Stored data entries
++++++++++++++++++++
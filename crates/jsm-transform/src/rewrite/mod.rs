//! Rewrite rules
//!
//! Each rule has a matcher producing a typed match ([`ImportCallBinding`],
//! [`LazyGetterCall`], [`ExportCapture`], [`SelfExportAssignment`]) and a
//! rewriter turning the match into output nodes. The transformer runs the
//! rules in a fixed order over the same statement list.

pub mod exports;
pub mod import_call;
pub mod lazy_getter;

// Re-export for convenience
pub use exports::{ExportCapture, ExportManifest, ExportOutcome, ExportRewriter, SelfExportAssignment};
pub use import_call::{ImportCallBinding, ImportCallRewriter};
pub use lazy_getter::{LazyGetterCall, LazyGetterRewriter};

use crate::names::MODULE_LOADER;
use jsm_ast::ast::NodeFields;
use jsm_ast::{Expression, Statement};
use serde_json::Value;
use std::fmt;

/// Trigger shapes recognized by the rewrite
#[derive(Debug, Clone, Copy, PartialEq, Eq, Hash)]
pub enum RuleKind {
    /// `const {a} = Cu.import("resource://...", this);`
    ImportCallBinding,
    /// `XPCOMUtils.defineLazyModuleGetter(this, "a", "resource://...");`
    LazyGetterCall,
    /// `this.EXPORTED_SYMBOLS = ["a"];`
    ExportCapture,
    /// `this.a = value;`
    SelfExportAssignment,
}

impl fmt::Display for RuleKind {
    fn fmt(&self, f: &mut fmt::Formatter<'_>) -> fmt::Result {
        let name = match self {
            RuleKind::ImportCallBinding => "import-call",
            RuleKind::LazyGetterCall => "lazy-getter",
            RuleKind::ExportCapture => "export-capture",
            RuleKind::SelfExportAssignment => "self-export",
        };
        f.write_str(name)
    }
}

/// What happens to one top-level statement
pub(crate) enum Edit {
    Keep,
    Replace(Statement),
    Remove,
}

/// Rebuild `body` by applying `edit` to every statement in order
///
/// A replacement takes over the comments of the statement it replaces.
/// Leading comments of a removed statement move to the next statement
/// that stays, or trail the last one when nothing follows.
pub(crate) fn apply_edits<F>(body: &mut Vec<Statement>, mut edit: F)
where
    F: FnMut(&mut Statement) -> Edit,
{
    let statements = std::mem::take(body);
    body.reserve(statements.len());
    let mut orphaned: Vec<Value> = Vec::new();

    for mut statement in statements {
        let mut output = match edit(&mut statement) {
            Edit::Keep => statement,
            Edit::Replace(mut replacement) => {
                replacement.attach_comments(statement.take_comments());
                replacement
            }
            Edit::Remove => {
                if let Some(Value::Array(leading)) =
                    statement.take_comments().remove("leadingComments")
                {
                    orphaned.extend(leading);
                }
                continue;
            }
        };
        if !orphaned.is_empty() {
            output.attach_comments(comments("leadingComments", std::mem::take(&mut orphaned)));
        }
        body.push(output);
    }

    if let Some(last) = body.last_mut() {
        if !orphaned.is_empty() {
            last.attach_comments(comments("trailingComments", orphaned));
        }
    }
}

fn comments(key: &str, list: Vec<Value>) -> NodeFields {
    let mut fields = NodeFields::default();
    fields.insert(key, Value::Array(list));
    fields
}

/// `require("<specifier>")`
pub fn module_load(specifier: impl Into<String>) -> Expression {
    Expression::call(
        Expression::identifier(MODULE_LOADER),
        vec![Expression::string(specifier)],
    )
}
//! Export rewriter and assembler
//!
//! Removes the `EXPORTED_SYMBOLS` manifest, turns `this.NAME = VALUE` into
//! plain bindings and assembles one `module.exports = {...}` statement that
//! goes after everything else in the program.

use super::{apply_edits, Edit};
use crate::error::{Result, TransformError};
use crate::names::{EXPORTS_PROPERTY, MANIFEST_SYMBOL, MODULE_OBJECT};
use jsm_ast::ast::{
    Expression, ObjectProperty, Pattern, Statement, VariableDeclarator, VariableKind,
};
use tracing::{debug, warn};

/// Ordered names exported by the transformed module
#[derive(Debug, Clone, PartialEq, Eq, Default)]
pub struct ExportManifest {
    names: Vec<String>,
}

impl ExportManifest {
    pub fn new(names: Vec<String>) -> Self {
        Self { names }
    }

    pub fn names(&self) -> &[String] {
        &self.names
    }

    pub fn into_names(self) -> Vec<String> {
        self.names
    }

    pub fn len(&self) -> usize {
        self.names.len()
    }

    pub fn is_empty(&self) -> bool {
        self.names.is_empty()
    }

    /// `module.exports = {a, b, ...};`, or `None` for an empty manifest
    pub fn assembly_statement(&self) -> Option<Statement> {
        if self.names.is_empty() {
            return None;
        }

        let target = Expression::member(Expression::identifier(MODULE_OBJECT), EXPORTS_PROPERTY);
        let object = Expression::object(
            self.names
                .iter()
                .map(|name| ObjectProperty::shorthand(name.as_str()))
                .collect(),
        );
        Some(Statement::expression(Expression::assign(target, object)))
    }
}

/// Parsed `EXPORTED_SYMBOLS` array
#[derive(Debug, Clone, PartialEq, Eq)]
pub struct ExportCapture {
    pub names: Vec<String>,
}

impl ExportCapture {
    /// Read the names of a manifest array
    ///
    /// Every element must be a string literal.
    pub fn parse(value: &Expression) -> Result<Self> {
        let Expression::Array(array) = value else {
            return Err(TransformError::InvalidExportManifest(value.kind().to_string()));
        };

        let names = array
            .elements
            .iter()
            .enumerate()
            .map(|(index, element)| match element {
                Some(Expression::StringLiteral(literal)) => Ok(literal.value.clone()),
                Some(other) => Err(TransformError::InvalidExportEntry {
                    index,
                    found: other.kind().to_string(),
                }),
                None => Err(TransformError::InvalidExportEntry {
                    index,
                    found: "array hole".to_string(),
                }),
            })
            .collect::<Result<Vec<_>>>()?;

        Ok(ExportCapture { names })
    }
}

/// `this.NAME = VALUE;`
#[derive(Debug, Clone, PartialEq)]
pub struct SelfExportAssignment {
    pub name: String,
    pub value: Expression,
}

impl SelfExportAssignment {
    /// Match a plain `=` assignment to a non-computed `this` property
    pub fn match_statement(statement: &Statement) -> Option<(&str, &Expression)> {
        let Some(Expression::Assignment(assign)) = statement.as_expression() else {
            return None;
        };
        if assign.operator != "=" {
            return None;
        }
        let Expression::Member(target) = assign.left.as_ref() else {
            return None;
        };
        if !target.object.is_this() {
            return None;
        }
        Some((target.property_name()?, assign.right.as_ref()))
    }

    /// `this.NAME = NAME`, where the local binding already exists
    pub fn is_redundant(&self) -> bool {
        self.value.as_identifier() == Some(self.name.as_str())
    }

    /// `var NAME = VALUE;`
    pub fn to_declaration(&self) -> Statement {
        Statement::declare(
            VariableKind::Var,
            Pattern::identifier(self.name.as_str()),
            self.value.clone(),
        )
    }
}

/// Result of the export rewrite pass
#[derive(Debug, Clone, Default, PartialEq, Eq)]
pub struct ExportOutcome {
    /// Capture statements (or declarators) removed
    pub captures_removed: usize,
    /// Self exports turned into `var` declarations
    pub converted: Vec<String>,
    /// Self exports dropped as redundant
    pub dropped: Vec<String>,
}

fn is_capture_declarator(declarator: &VariableDeclarator) -> bool {
    declarator.init.is_some() && declarator.id.as_identifier() == Some(MANIFEST_SYMBOL)
}

/// Manifest arrays assigned by one statement
fn capture_values(statement: &Statement) -> Vec<&Expression> {
    if let Some((name, value)) = SelfExportAssignment::match_statement(statement) {
        return if name == MANIFEST_SYMBOL {
            vec![value]
        } else {
            Vec::new()
        };
    }

    match statement {
        Statement::VariableDeclaration(decl) => decl
            .declarations
            .iter()
            .filter(|declarator| is_capture_declarator(declarator))
            .filter_map(|declarator| declarator.init.as_ref())
            .collect(),
        _ => Vec::new(),
    }
}

/// Export rewriter
pub struct ExportRewriter;

impl ExportRewriter {
    pub fn new() -> Self {
        Self
    }

    /// Read the export manifest without touching the program
    ///
    /// When several capture statements exist the last one wins; earlier
    /// ones are still validated.
    pub fn collect_manifest(&self, body: &[Statement]) -> Result<ExportManifest> {
        let mut manifest = ExportManifest::default();
        let mut captures = 0;

        for value in body.iter().flat_map(capture_values) {
            let capture = ExportCapture::parse(value)?;
            captures += 1;
            manifest = ExportManifest::new(capture.names);
        }

        if captures > 1 {
            warn!(captures, "multiple {} manifests, keeping the last one", MANIFEST_SYMBOL);
        }
        Ok(manifest)
    }

    /// Remove capture statements and rewrite self exports
    pub fn rewrite(&self, body: &mut Vec<Statement>) -> ExportOutcome {
        let mut outcome = ExportOutcome::default();

        apply_edits(body, |statement| {
            if let Some((name, value)) = SelfExportAssignment::match_statement(statement) {
                if name == MANIFEST_SYMBOL {
                    outcome.captures_removed += 1;
                    return Edit::Remove;
                }

                let assignment = SelfExportAssignment {
                    name: name.to_string(),
                    value: value.clone(),
                };
                if assignment.is_redundant() {
                    debug!(name = %assignment.name, "dropped redundant self export");
                    outcome.dropped.push(assignment.name);
                    return Edit::Remove;
                }
                debug!(name = %assignment.name, "converted self export to declaration");
                let declaration = assignment.to_declaration();
                outcome.converted.push(assignment.name);
                return Edit::Replace(declaration);
            }

            if let Statement::VariableDeclaration(decl) = statement {
                let before = decl.declarations.len();
                decl.declarations
                    .retain(|declarator| !is_capture_declarator(declarator));
                let removed = before - decl.declarations.len();
                outcome.captures_removed += removed;
                if removed > 0 && decl.declarations.is_empty() {
                    return Edit::Remove;
                }
            }

            Edit::Keep
        });

        outcome
    }
}

impl Default for ExportRewriter {
    fn default() -> Self {
        Self::new()
    }
}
++++++++++++++++++++
◆ Brief ◆
Using the entries above, quote each line verbatim from the first through the line that contains "let name = match".

◆ Expected answer ◆
filename crates/jsm-transform/src/rewrite/mod.rs
//! Rewrite rules
//!
//! Each rule has a matcher producing a typed match ([`ImportCallBinding`],
//! [`LazyGetterCall`], [`ExportCapture`], [`SelfExportAssignment`]) and a
//! rewriter turning the match into output nodes. The transformer runs the
//! rules in a fixed order over the same statement list.

pub mod exports;
pub mod import_call;
pub mod lazy_getter;

// Re-export for convenience
pub use exports::{ExportCapture, ExportManifest, ExportOutcome, ExportRewriter, SelfExportAssignment};
pub use import_call::{ImportCallBinding, ImportCallRewriter};
pub use lazy_getter::{LazyGetterCall, LazyGetterRewriter};

use crate::names::MODULE_LOADER;
use jsm_ast::ast::NodeFields;
use jsm_ast::{Expression, Statement};
use serde_json::Value;
use std::fmt;

/// Trigger shapes recognized by the rewrite
#[derive(Debug, Clone, Copy, PartialEq, Eq, Hash)]
pub enum RuleKind {
    /// `const {a} = Cu.import("resource://...", this);`
    ImportCallBinding,
    /// `XPCOMUtils.defineLazyModuleGetter(this, "a", "resource://...");`
    LazyGetterCall,
    /// `this.EXPORTED_SYMBOLS = ["a"];`
    ExportCapture,
    /// `this.a = value;`
    SelfExportAssignment,
}

impl fmt::Display for RuleKind {
    fn fmt(&self, f: &mut fmt::Formatter<'_>) -> fmt::Result {
        let name = match self {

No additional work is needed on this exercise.